2 pointsby YuyuZha06 hours ago1 comment
  • YuyuZha05 hours ago
    Hello HN, I recently released FastPrintf, a drop-in replacement for String.format and java.util.Formatter designed for high-throughput/low-latency Java systems (logging, trading, serialization). The Problem: The standard Java formatters generate significant garbage (allocating Object[] for varargs, boxing primitives, and discarding internal char[] buffers). On legacy JDKs (8/11), the floating-point formatting is also slow due to older algorithms.

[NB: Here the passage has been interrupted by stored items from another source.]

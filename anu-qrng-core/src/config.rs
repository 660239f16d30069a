//! Polling configuration
//!
//! Every parameter is a fixed constant; [`PollerConfig`] gathers them into one record that is
//! handed to the fetcher and the polling loop at construction.

use crate::{Error, Result};
use std::path::PathBuf;
use std::time::Duration;
use url::Url;

/// ANU QRNG endpoint returning 1024 hex16 tokens per call
pub const DEFAULT_ENDPOINT_URL: &str = "https://qrng.anu.edu.au/API/jsonI.php?length=1024&type=hex16";

/// Attempts per cycle, including the first one
pub const DEFAULT_MAX_ATTEMPTS: u32 = 3;

/// Pause between two attempts of the same cycle
pub const DEFAULT_RETRY_DELAY: Duration = Duration::from_secs(2);

/// Pause between two cycles, whatever the outcome of the first
pub const DEFAULT_CYCLE_INTERVAL: Duration = Duration::from_secs(60);

/// Per-request timeout applied by the HTTP client
pub const DEFAULT_REQUEST_TIMEOUT: Duration = Duration::from_secs(30);

/// Newline-delimited JSON file receiving every successful batch
pub const DEFAULT_RESULTS_PATH: &str = "random_numbers.json";

/// Plain-text file receiving one line per failed attempt
pub const DEFAULT_ERROR_LOG_PATH: &str = "error.log";

/// Poller configuration
#[derive(Debug, Clone)]
pub struct PollerConfig {
    /// Endpoint queried by every attempt
    pub endpoint_url: String,

    /// Maximum attempts per cycle
    pub max_attempts: u32,

    /// Delay between attempts
    pub retry_delay: Duration,

    /// Delay between cycles
    pub cycle_interval: Duration,

    /// Request timeout
    pub request_timeout: Duration,

    /// Results store path
    pub results_path: PathBuf,

    /// Error log path
    pub error_log_path: PathBuf,
}

impl Default for PollerConfig {
    fn default() -> Self {
        Self {
            endpoint_url: DEFAULT_ENDPOINT_URL.to_string(),
            max_attempts: DEFAULT_MAX_ATTEMPTS,
            retry_delay: DEFAULT_RETRY_DELAY,
            cycle_interval: DEFAULT_CYCLE_INTERVAL,
            request_timeout: DEFAULT_REQUEST_TIMEOUT,
            results_path: PathBuf::from(DEFAULT_RESULTS_PATH),
            error_log_path: PathBuf::from(DEFAULT_ERROR_LOG_PATH),
        }
    }
}

impl PollerConfig {
    /// Parsed endpoint URL
    pub fn endpoint(&self) -> Result<Url> {
        Url::parse(&self.endpoint_url)
            .map_err(|e| Error::Config(format!("Invalid endpoint_url '{}': {}", self.endpoint_url, e)))
    }

    /// Validate configuration
    pub fn validate(&self) -> Result<()> {
        let endpoint = self.endpoint()?;
        match endpoint.scheme() {
            "http" | "https" => {}
            other => {
                return Err(Error::Config(format!(
                    "endpoint_url must use http or https, got '{}'",
                    other
                )))
            }
        }

        if self.max_attempts == 0 {
            return Err(Error::Config("max_attempts must be at least 1".to_string()));
        }

        if self.request_timeout.is_zero() {
            return Err(Error::Config("request_timeout must be > 0".to_string()));
        }

        if self.results_path.as_os_str().is_empty() {
            return Err(Error::Config("results_path cannot be empty".to_string()));
        }

        if self.error_log_path.as_os_str().is_empty() {
            return Err(Error::Config("error_log_path cannot be empty".to_string()));
        }

        if self.results_path == self.error_log_path {
            return Err(Error::Config(
                "results_path and error_log_path must differ".to_string(),
            ));
        }

        Ok(())
    }
}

The Solution: I re-implemented the printf spec from scratch with a focus on "Zero-Allocation" and glibc compatibility. Key Technical Features: Rope Data Structure: Instead of appending to a resizing StringBuilder, it constructs a lightweight tree (Seq) of views and literals. It uses a trampoline iterator to traverse the tree without recursion (avoiding StackOverflow) and renders the string in a single pass. Schubfach Algorithm: I backported the Schubfach floating-point algorithm (used in newer JDKs) to Java. This means JDK 8 users get modern C++ speed for %f and %e formatting (up to 5x faster than native). Zero-Boxing: It uses a "Traits" system and a custom Args builder to handle primitives directly, completely bypassing Object... varargs and auto-boxing. AOT Compilation: Format strings are parsed once into a chain of appenders, removing parsing overhead from the hot path. Benchmarks (JMH): On a complex mixed-type format string: FastPrintf: ~380 ns/op (Zero GC) String.format: ~1235 ns/op (High allocation) It is notably faster than a hand-written StringBuilder in specific "join" scenarios due to vectorized array copying thresholds in the Rope implementation. License: GPLv2 + Classpath Exception (same as OpenJDK), so it's safe for commercial dependencies. The code is heavily documented if you are interested in the internals of the Rope implementation or the floating-point math. I'd love to hear your feedback on the architecture.